Quantitatively, we can write the following general expression for the encoding:

$$\sum_n \delta(t - t_{in}) = G_i \left[ \alpha_i \left\langle \tilde{\phi_i} \left( h_i(t) * \left[ \mathbf{A}' \mathbf{x}(t) + \mathbf{B}' \mathbf{u}(t) \right] \right) \right\rangle_m + J_i^{bias} \right]$$

Here we have introduced the neural dynamics matrix, $\mathbf{A}'$, and input matrix $\mathbf{B}'$. These matrices define the dynamics of the system, and can be related to the standard dynamics and input matrices in linear control theory using:

\begin{align} \mathbf{A}' &= \tau \mathbf{A} + \mathbf{I} \\ \mathbf{B}' &= \tau \mathbf{B}. \end{align}

The signal $\mathbf{u}(t)$ is the input and $\mathbf{x}(t)$ is the neural population's represented state vector. Note: $*$ indicates convolution.

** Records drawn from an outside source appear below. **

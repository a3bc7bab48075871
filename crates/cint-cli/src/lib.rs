//! # cint-cli: Config Linter Command Line
//!
//! Provides the `cint` binary used as a CI gate:
//!
//! ```bash
//! # Validate a single file
//! cint --schema app.cue --config service.yaml
//!
//! # Validate several files on four worker threads, JSON report
//! cint --schema app.cue --config a.yaml --config b.json --jobs 4 --format json
//! ```
//!
//! The process exits `0` only if every file validated; any failing file,
//! an unusable schema, or bad arguments exit `1`.

pub mod report;
pub mod run;

pub use report::{exit_code, format_json, format_text, OutputFormat};
pub use run::{run, RunArgs};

As noted in section 1.3 (this and all subsequent section references are to the book), we can adapt standard control theory to be useful for modeling neurobiological systems by accounting for intrinsic neuron dynamics. There are a number of features of control theory that make it extremely useful for modeling neurobiological systems. First, the general form of control systems, captured by the state-space equations, can be used to relate to the dynamics of non-biological systems (with which engineers may be more familiar) to the dynamics of neurobiological systems. Second, the engineering community is very familiar with the state-space approach for describing the dynamic properties of physical systems, and thus has many related analytical tools for characterizing such systems. Third, modern control theory can be used to relate the dynamics of external variables, like actual joint angles, to internal variables, like desired joint angles. This demonstrates how one formalism can be used to span internal and external descriptions of behavior.

Adopting this perspective on neural dynamics allows us to develop a characterization of what we call a "generic neural subsystem." This multi-level, quantitative characterization of neural systems serves to unify our discussions of neural representation, transformation, and dynamics (section 8.1.3). Given our previous discussion regarding the importance of nonlinear computations, a focus on standard control theory, which deals mainly with linear dynamics, may seem unwarranted. However, contemporary nonlinear control theory, which may prove more valuable in the long run, depends critically on our current understanding of linear systems. Thus, showing how linear control theory relates to neurobiological systems has the effect of showing how nonlinear control theory relates to neurobiological systems as well. In fact, many of the examples we provide are of nonlinear dynamic systems (see sections 6.5 and 8.2).